Various authors [16, 85, 86, 111–113] have demonstrated the nonlinearity and time dependence of the relationship between load and tooth displacement through in vivo experiments. Other studies [28, 66, 90] described the PDL as nonlinear and segmentspecific (viscoelastic properties could be assumed to differ locally and be dependent on the magnitude and frequency of the loads applied).
Genna et al. [93] pointed out that there was an effect associated with freezing collagen that must be accounted for in PDL models. Recently, Bergomi et al. [20] concluded that (i) the PDL showed pseudo-plastic viscous features for cyclic compressive loading, and (ii) these viscous features essentially resulted from interactions between the porous matrix and the unbound fluid content of the tissue.
4.2. Summary of Factors
A summary of the factors that may affect the mechanical properties of the PDL is shown in Table 3. However, a clear separation in the importance and a definitive measure of the degree of influence of these factors was absent from the literature.
Table 3.
Factors affecting the PDL's mechanical properties.
| Factor | Specifics |
|---|---|
| Geometric configuration of the periodontium | N/A |
| Size and shape of tooth root | Bicuspid, canine, molar, and so forth |
| Region of the PDL | Regional differences and thickness |
| Physiological | Age, ethnicity, race, gender, and genetics |
| Environment | Dental and overall physical health, diet |
| Type of loading | Loading frequency, strain rate, loading velocity, and load direction |
| Material mechanics | Nonlinearities, compression/shear coupling, and intrinsic viscoelasticity |
Most experimental research focused on determining single-factor effects on the PDL (i.e., differences in tooth movement based on the size/shape of the tooth) and, thus, no inference or distinction can be stated with a reasonable degree of confidence on the combined effect of several factors.
The degree of importance or level of error of the factors could not be ascertained from the literature. Therefore, possible future research could be to examine the effect that various parameters/factors have on the PDL's biomechanical properties and then quantitatively determine the degree of influence of each factor on the PDL's response.
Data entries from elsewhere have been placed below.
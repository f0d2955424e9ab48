//! 음운표 (모음표, 경계표)
//!
//! 표는 `data/phonology.json`에 6개 열(ph, rr, rrr, mc, yr, ipa)로 저장되어 있고,
//! 내장본은 처음 사용할 때 한 번 파싱되어 프로세스 전체에서 읽기 전용으로 공유됩니다.
//!
//! ```
//! use kopron::data::PhonologyTables;
//!
//! let tables = PhonologyTables::builtin().unwrap();
//! assert_eq!(tables.boundary_len(), 580);
//! ```

mod tables;

pub use tables::{BoundaryKey, PhonologyTables, BUILTIN_JSON};
//! 유니코드 한글 조합/분해 유틸리티

/// 한글 음절 시작 코드포인트 (가)
pub const HANGUL_SYLLABLE_BASE: u32 = 0xAC00;
/// 한글 음절 마지막 코드포인트 (힣)
pub const HANGUL_SYLLABLE_LAST: u32 = 0xD7A3;

/// 초성 자모 시작 코드포인트 (ᄀ)
pub const CHOSEONG_BASE: u32 = 0x1100;
/// 중성 자모 시작 코드포인트 (ᅡ)
pub const JUNGSEONG_BASE: u32 = 0x1161;
/// 종성 자모 기준 코드포인트 (종성 인덱스 1 = ᆨ = 0x11A8)
pub const JONGSEONG_BASE: u32 = 0x11A7;

/// 초성 개수
pub const CHOSEONG_COUNT: u32 = 19;
/// 중성 개수
pub const JUNGSEONG_COUNT: u32 = 21;
/// 종성 개수 (종성 없음 포함)
pub const JONGSEONG_COUNT: u32 = 28;

/// 초성 하나가 차지하는 음절 수 (21 × 28 = 588)
const SYLLABLES_PER_CHOSEONG: u32 = JUNGSEONG_COUNT * JONGSEONG_COUNT;

/// 초성/중성/종성 인덱스로 완성된 한글 유니코드 생성
/// - choseong: 초성 인덱스 (0~18)
/// - jungseong: 중성 인덱스 (0~20)
/// - jongseong: 종성 인덱스 (0~27, 0 = 종성 없음)
pub fn compose_syllable(choseong: u32, jungseong: u32, jongseong: u32) -> Option<char> {
    if choseong >= CHOSEONG_COUNT || jungseong >= JUNGSEONG_COUNT || jongseong >= JONGSEONG_COUNT {
        return None;
    }
    let code = HANGUL_SYLLABLE_BASE
        + choseong * SYLLABLES_PER_CHOSEONG
        + jungseong * JONGSEONG_COUNT
        + jongseong;
    char::from_u32(code)
}

/// 완성형 한글을 초성/중성/종성 인덱스로 분해
/// 반환: (초성 인덱스, 중성 인덱스, 종성 인덱스)
pub fn decompose_syllable(c: char) -> Option<(u32, u32, u32)> {
    if !is_hangul_syllable(c) {
        return None;
    }
    let offset = c as u32 - HANGUL_SYLLABLE_BASE;
    let jongseong = offset % JONGSEONG_COUNT;
    let jungseong = (offset % SYLLABLES_PER_CHOSEONG) / JONGSEONG_COUNT;
    let choseong = offset / SYLLABLES_PER_CHOSEONG;
    Some((choseong, jungseong, jongseong))
}

/// 완성형 한글(가-힣)인지 확인
pub fn is_hangul_syllable(c: char) -> bool {
    (HANGUL_SYLLABLE_BASE..=HANGUL_SYLLABLE_LAST).contains(&(c as u32))
}

/// 초성 자모(ᄀ-ᄒ)이면 초성 인덱스 반환
pub fn choseong_index(c: char) -> Option<u32> {
    let cp = c as u32;
    (CHOSEONG_BASE..CHOSEONG_BASE + CHOSEONG_COUNT)
        .contains(&cp)
        .then(|| cp - CHOSEONG_BASE)
}

/// 중성 자모(ᅡ-ᅵ)이면 중성 인덱스 반환
pub fn jungseong_index(c: char) -> Option<u32> {
    let cp = c as u32;
    (JUNGSEONG_BASE..JUNGSEONG_BASE + JUNGSEONG_COUNT)
        .contains(&cp)
        .then(|| cp - JUNGSEONG_BASE)
}

/// 종성 자모(ᆨ-ᇂ)이면 종성 인덱스(1~27) 반환
pub fn jongseong_index(c: char) -> Option<u32> {
    let cp = c as u32;
    (JONGSEONG_BASE + 1..JONGSEONG_BASE + JONGSEONG_COUNT)
        .contains(&cp)
        .then(|| cp - JONGSEONG_BASE)
}

/// 호환용 자모 영역 (ㄱ-ㆎ): U+3131 ~ U+318E
pub fn is_compat_jamo(c: char) -> bool {
    (0x3131..=0x318E).contains(&(c as u32))
}

/// 호환용 자음 -> 종성 인덱스
/// 종성으로 쓸 수 없는 자음(ㄸ, ㅃ, ㅉ)은 None
pub fn compat_to_jongseong(c: char) -> Option<u32> {
    // 종성 인덱스: 없음(0) ㄱ(1) ㄲ(2) ㄳ(3) ㄴ(4) ㄵ(5) ㄶ(6) ㄷ(7) ㄹ(8) ㄺ(9)
    // ㄻ(10) ㄼ(11) ㄽ(12) ㄾ(13) ㄿ(14) ㅀ(15) ㅁ(16) ㅂ(17) ㅄ(18) ㅅ(19)
    // ㅆ(20) ㅇ(21) ㅈ(22) ㅊ(23) ㅋ(24) ㅌ(25) ㅍ(26) ㅎ(27)
    #[rustfmt::skip]
    let jong = match c {
        'ㄱ' => 1, 'ㄲ' => 2, 'ㄳ' => 3, 'ㄴ' => 4, 'ㄵ' => 5, 'ㄶ' => 6, 'ㄷ' => 7,
        'ㄹ' => 8, 'ㄺ' => 9, 'ㄻ' => 10, 'ㄼ' => 11, 'ㄽ' => 12, 'ㄾ' => 13, 'ㄿ' => 14,
        'ㅀ' => 15, 'ㅁ' => 16, 'ㅂ' => 17, 'ㅄ' => 18, 'ㅅ' => 19, 'ㅆ' => 20, 'ㅇ' => 21,
        'ㅈ' => 22, 'ㅊ' => 23, 'ㅋ' => 24, 'ㅌ' => 25, 'ㅍ' => 26, 'ㅎ' => 27,
        _ => return None,
    };
    Some(jong)
}

/// 호환용 자음 -> 초성 인덱스 (ㄸ, ㅃ, ㅉ 처럼 종성이 없는 자음용)
pub fn compat_to_choseong(c: char) -> Option<u32> {
    match c {
        'ㄸ' => Some(4),
        'ㅃ' => Some(8),
        'ㅉ' => Some(13),
        _ => None,
    }
}

/// 호환용 모음(ㅏ-ㅣ) -> 중성 인덱스
pub fn compat_to_jungseong(c: char) -> Option<u32> {
    // 호환용 모음 자모: ㅏ(0x314F) ~ ㅣ(0x3163), 중성 순서와 동일
    let cp = c as u32;
    (0x314F..=0x3163).contains(&cp).then(|| cp - 0x314F)
}

/// 변환 대상 구간에 속하는 문자인지 확인
/// 한글 음절, 자모, 호환용 자모와 단어 내부 구두점(공백, 아포스트로피)
pub fn is_span_char(c: char) -> bool {
    is_hangul_char(c) || c == ' ' || c == '\''
}

/// 한글 음절 또는 자모인지 확인
pub fn is_hangul_char(c: char) -> bool {
    is_hangul_syllable(c)
        || choseong_index(c).is_some()
        || jungseong_index(c).is_some()
        || jongseong_index(c).is_some()
        || is_compat_jamo(c)
}
use clap::{Parser, Subcommand};

use self::{evolve::EvolveArg, tournament::TournamentArg};

mod evolve;
mod tournament;

#[derive(Debug, Clone, Parser)]
#[command(author, version, about, long_about = None)]
pub struct CommandArgs {
    /// What mode to run the program in
    #[command(subcommand)]
    mode: Mode,
}

#[derive(Debug, Clone, Subcommand)]
enum Mode {
    /// Evolve combatants against a gauntlet and write the champions
    Evolve(#[clap(flatten)] EvolveArg),
    /// Replay a round robin between saved champions
    Tournament(#[clap(flatten)] TournamentArg),
}

pub fn run() -> anyhow::Result<()> {
    let args = CommandArgs::parse();
    match args.mode {
        Mode::Evolve(arg) => evolve::run(&arg)?,
        Mode::Tournament(arg) => tournament::run(&arg)?,
    }
    Ok(())
}
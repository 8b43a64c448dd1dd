use std::sync::Arc;

use arrayvec::ArrayVec;
use serde::{Deserialize, Serialize};

use crate::{
    SpecError,
    core::{Ability, ElementType, MoveId, Nature, StatKey, StatTable, Status, StatusKind},
};

/// Maximum number of moves a combatant carries.
pub const MAX_MOVES: usize = 4;
/// Every combatant battles at this level.
pub const LEVEL: u16 = 100;
/// Per-stat effort cap.
pub const MAX_EV_PER_STAT: u16 = 252;
/// Cap on the sum of all effort values.
pub const MAX_EV_TOTAL: u16 = 510;

const PERFECT_IV: u16 = 31;
const MAX_STAGE: i8 = 6;

/// Everything needed to bring a combatant into a battle.
///
/// A spec is immutable once a battle starts; live state is tracked separately by
/// [`Combatant`].
#[derive(Debug, Clone, PartialEq, Eq, Serialize, Deserialize)]
pub struct CombatantSpec {
    pub name: String,
    pub base_stats: StatTable<u16>,
    pub types: ArrayVec<ElementType, 2>,
    pub ability: Ability,
    pub nature: Nature,
    pub evs: StatTable<u16>,
    pub moves: ArrayVec<MoveId, MAX_MOVES>,
}

impl CombatantSpec {
    /// Checks the structural rules a battle relies on.
    pub fn validate(&self) -> Result<(), SpecError> {
        if self.moves.is_empty() {
            return Err(SpecError::EmptyMoveset {
                name: self.name.clone(),
            });
        }
        for (i, id) in self.moves.iter().enumerate() {
            if self.moves[..i].contains(id) {
                return Err(SpecError::DuplicateMove { name: id.name() });
            }
        }
        match self.types.as_slice() {
            [] => return Err(SpecError::NoTypes),
            [a, b] if a == b => return Err(SpecError::DuplicateType { ty: *a }),
            _ => {}
        }
        if let Some((stat, _)) = self.base_stats.iter().find(|(_, v)| **v == 0) {
            return Err(SpecError::ZeroBaseStat { stat });
        }
        let ev_total = self.evs.total();
        let over_stat_cap = self.evs.iter().any(|(_, v)| *v > MAX_EV_PER_STAT);
        if ev_total > u32::from(MAX_EV_TOTAL) || over_stat_cap {
            return Err(SpecError::EffortOverCap { total: ev_total });
        }
        Ok(())
    }

    /// Level-100 stats with perfect individual values, effort and nature applied.
    #[must_use]
    pub fn derived_stats(&self) -> StatTable<u16> {
        StatTable::from_fn(|key| {
            let base = 2 * u32::from(self.base_stats[key])
                + u32::from(PERFECT_IV)
                + u32::from(self.evs[key]) / 4;
            let scaled = base * u32::from(LEVEL) / 100;
            let value = if key == StatKey::Hp {
                scaled + u32::from(LEVEL) + 10
            } else {
                #[expect(clippy::cast_possible_truncation, clippy::cast_sign_loss)]
                let v = ((scaled + 5) as f32 * self.nature.multiplier(key)).floor() as u32;
                v
            };
            u16::try_from(value).unwrap_or(u16::MAX)
        })
    }
}

#[derive(Debug, Clone, Copy, PartialEq, Eq)]
pub struct MoveSlot {
    pub id: MoveId,
    pub pp: u8,
}

/// Live state of a combatant inside a battle.
///
/// Cloning produces a fully independent copy of the mutable state; only the
/// immutable spec is shared.
#[derive(Debug, Clone)]
pub struct Combatant {
    spec: Arc<CombatantSpec>,
    stats: StatTable<u16>,
    hp: u16,
    status: Option<Status>,
    stages: StatTable<i8>,
    slots: ArrayVec<MoveSlot, MAX_MOVES>,
    pub(crate) protected: bool,
    pub(crate) protected_last_turn: bool,
    pub(crate) seeded: bool,
}

impl Combatant {
    pub fn new(spec: Arc<CombatantSpec>) -> Result<Self, SpecError> {
        spec.validate()?;
        let stats = spec.derived_stats();
        let slots = spec
            .moves
            .iter()
            .map(|id| MoveSlot {
                id: *id,
                pp: id.data().pp,
            })
            .collect();
        Ok(Self {
            hp: stats.hp,
            stats,
            spec,
            status: None,
            stages: StatTable::splat(0),
            slots,
            protected: false,
            protected_last_turn: false,
            seeded: false,
        })
    }

    #[must_use]
    pub fn name(&self) -> &str {
        &self.spec.name
    }

    #[must_use]
    pub fn types(&self) -> &[ElementType] {
        &self.spec.types
    }

    #[must_use]
    pub fn ability(&self) -> Ability {
        self.spec.ability
    }

    #[must_use]
    pub fn hp(&self) -> u16 {
        self.hp
    }

    #[must_use]
    pub fn max_hp(&self) -> u16 {
        self.stats.hp
    }

    #[must_use]
    pub fn hp_fraction(&self) -> f32 {
        f32::from(self.hp) / f32::from(self.stats.hp.max(1))
    }

    #[must_use]
    pub fn is_fainted(&self) -> bool {
        self.hp == 0
    }

    #[must_use]
    pub fn status(&self) -> Option<Status> {
        self.status
    }

    #[must_use]
    pub fn status_kind(&self) -> Option<StatusKind> {
        self.status.map(|s| s.kind)
    }

    #[must_use]
    pub fn stages(&self) -> &StatTable<i8> {
        &self.stages
    }

    #[must_use]
    pub fn stage_sum(&self) -> i32 {
        self.stages.iter().map(|(_, v)| i32::from(*v)).sum()
    }

    /// Unmodified derived stat.
    #[must_use]
    pub fn raw_stat(&self, key: StatKey) -> u16 {
        self.stats[key]
    }

    /// Stat with stage multiplier applied; speed is halved by paralysis.
    #[must_use]
    pub fn effective_stat(&self, key: StatKey) -> f32 {
        let mut value = f32::from(self.stats[key]) * stage_multiplier(self.stages[key]);
        if key == StatKey::Spe && self.status_kind() == Some(StatusKind::Paralysis) {
            value *= 0.5;
        }
        value
    }

    #[must_use]
    pub fn slots(&self) -> &[MoveSlot] {
        &self.slots
    }

    /// Moves that still have PP, with their slot index.
    pub fn available_moves(&self) -> impl Iterator<Item = (usize, MoveId)> + '_ {
        self.slots
            .iter()
            .enumerate()
            .filter(|(_, slot)| slot.pp > 0)
            .map(|(i, slot)| (i, slot.id))
    }

    #[must_use]
    pub fn has_available_move(&self) -> bool {
        self.slots.iter().any(|slot| slot.pp > 0)
    }

    pub(crate) fn spend_pp(&mut self, slot: usize) {
        if let Some(slot) = self.slots.get_mut(slot) {
            slot.pp = slot.pp.saturating_sub(1);
        }
    }

    /// Removes up to `amount` HP and returns how much was actually lost.
    pub(crate) fn take_damage(&mut self, amount: u16) -> u16 {
        let lost = amount.min(self.hp);
        self.hp -= lost;
        lost
    }

    pub(crate) fn heal(&mut self, amount: u16) -> u16 {
        let gained = amount.min(self.stats.hp - self.hp);
        self.hp += gained;
        gained
    }

    /// Applies a new status if none is present. Returns whether it took hold.
    pub(crate) fn try_set_status(&mut self, status: Status) -> bool {
        if self.status.is_some() || self.is_fainted() || self.is_immune_to(status.kind) {
            return false;
        }
        self.status = Some(status);
        true
    }

    pub(crate) fn status_mut(&mut self) -> &mut Option<Status> {
        &mut self.status
    }

    fn is_immune_to(&self, kind: StatusKind) -> bool {
        let has = |ty| self.types().contains(&ty);
        match kind {
            StatusKind::Burn => has(ElementType::Fire),
            StatusKind::Poison | StatusKind::Toxic => {
                has(ElementType::Poison) || has(ElementType::Steel)
            }
            StatusKind::Paralysis => has(ElementType::Electric),
            StatusKind::Freeze => has(ElementType::Ice),
            StatusKind::Sleep => false,
        }
    }

    /// Shifts a stat stage, clamped to ±6. Returns the applied change.
    pub(crate) fn change_stage(&mut self, key: StatKey, delta: i8) -> i8 {
        let before = self.stages[key];
        let after = before.saturating_add(delta).clamp(-MAX_STAGE, MAX_STAGE);
        self.stages[key] = after;
        after - before
    }
}

/// Multiplier for a stat stage in `-6..=6`.
#[must_use]
pub fn stage_multiplier(stage: i8) -> f32 {
    let stage = f32::from(stage);
    if stage >= 0.0 {
        (2.0 + stage) / 2.0
    } else {
        2.0 / (2.0 - stage)
    }
}

#[cfg(test)]
mod tests {
    use super::*;

    fn spec() -> CombatantSpec {
        let species = crate::SpeciesData::from_name("garchomp").unwrap();
        CombatantSpec {
            name: "garchomp".to_owned(),
            base_stats: species.base_stats,
            types: species.types.iter().copied().collect(),
            ability: species.ability,
            nature: Nature::Jolly,
            evs: StatTable::new(0, 252, 0, 0, 6, 252),
            moves: ["earthquake", "dragon-claw", "swords-dance", "stealth-rock"]
                .into_iter()
                .map(|m| MoveId::from_name(m).unwrap())
                .collect(),
        }
    }

    #[test]
    fn test_derived_stats_match_reference_values() {
        let stats = spec().derived_stats();
        assert_eq!(stats.hp, 357);
        assert_eq!(stats.atk, 359);
        assert_eq!(stats.spe, 333);
        assert_eq!(stats.spa, 176);
    }

    #[test]
    fn test_validate_rejects_duplicate_moves() {
        let mut spec = spec();
        spec.moves[1] = spec.moves[0];
        assert!(matches!(
            spec.validate(),
            Err(SpecError::DuplicateMove { .. })
        ));
    }

    #[test]
    fn test_validate_rejects_effort_overflow() {
        let mut spec = spec();
        spec.evs.hp = 252;
        assert!(matches!(
            spec.validate(),
            Err(SpecError::EffortOverCap { total: 762 })
        ));

        spec.evs = StatTable::splat(u16::MAX);
        assert!(matches!(
            spec.validate(),
            Err(SpecError::EffortOverCap { total: 393_210 })
        ));
    }

    #[test]
    fn test_stage_changes_are_clamped() {
        let mut combatant = Combatant::new(Arc::new(spec())).unwrap();
        assert_eq!(combatant.change_stage(StatKey::Atk, 4), 4);
        assert_eq!(combatant.change_stage(StatKey::Atk, 4), 2);
        assert_eq!(combatant.stages().atk, 6);
        assert!((stage_multiplier(-2) - 0.5).abs() < f32::EPSILON);
    }

    #[test]
    fn test_clone_is_independent() {
        let original = Combatant::new(Arc::new(spec())).unwrap();
        let mut copy = original.clone();
        copy.take_damage(100);
        copy.spend_pp(0);
        assert_eq!(original.hp(), original.max_hp());
        assert_eq!(original.slots()[0].pp, 10);
        assert_eq!(copy.slots()[0].pp, 9);
    }
}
Considering the gamut of data and the sporadic nature of experimental results, taken together with the uniqueness of the PDL's biomechanical properties, it can be concluded that the research focus should be placed on human PDL biomechanics and the impact of individual factors to the material properties. Future research should gravitate towards delineating the relative contributions of each individual factor in order to increase model accuracy and to tailor clinical treatment to be as patient specific as possible. In terms of modeling, it is believed that the most appropriate approach is to use a combined 3D FEM and experimental methodology in order to ensure a reasonably accurate fit. As a first step, the research should, however, focus on the development of a preliminary model that allows for a better phenomenological description of PDL behaviour under static, near clinical, orthodontic loading conditions.
5. Conclusion
The gamut of experimental approaches and simplistic/inaccurate assumptions highlight the need for continued research in ascertaining PDL properties under various and well-defined loading conditions, both clinical and experimental. These inconsistent properties underlying the PDL knowledge base are due, in part, to difficulties in examining this thin tissue and variations in experimentation approaches. It was shown that there were significant variations, some on the order of six orders of magnitude, of the elastic constants and mechanical properties of the PDL.
A better understanding of the PDL's biomechanical behavior under physiologic and traumatic loading conditions might enhance the understanding of its biologic reaction in health and disease [114]. By providing a greater insight into human dental tissue response, we can help orthodontists improve people's health, appearance, and self-confidence.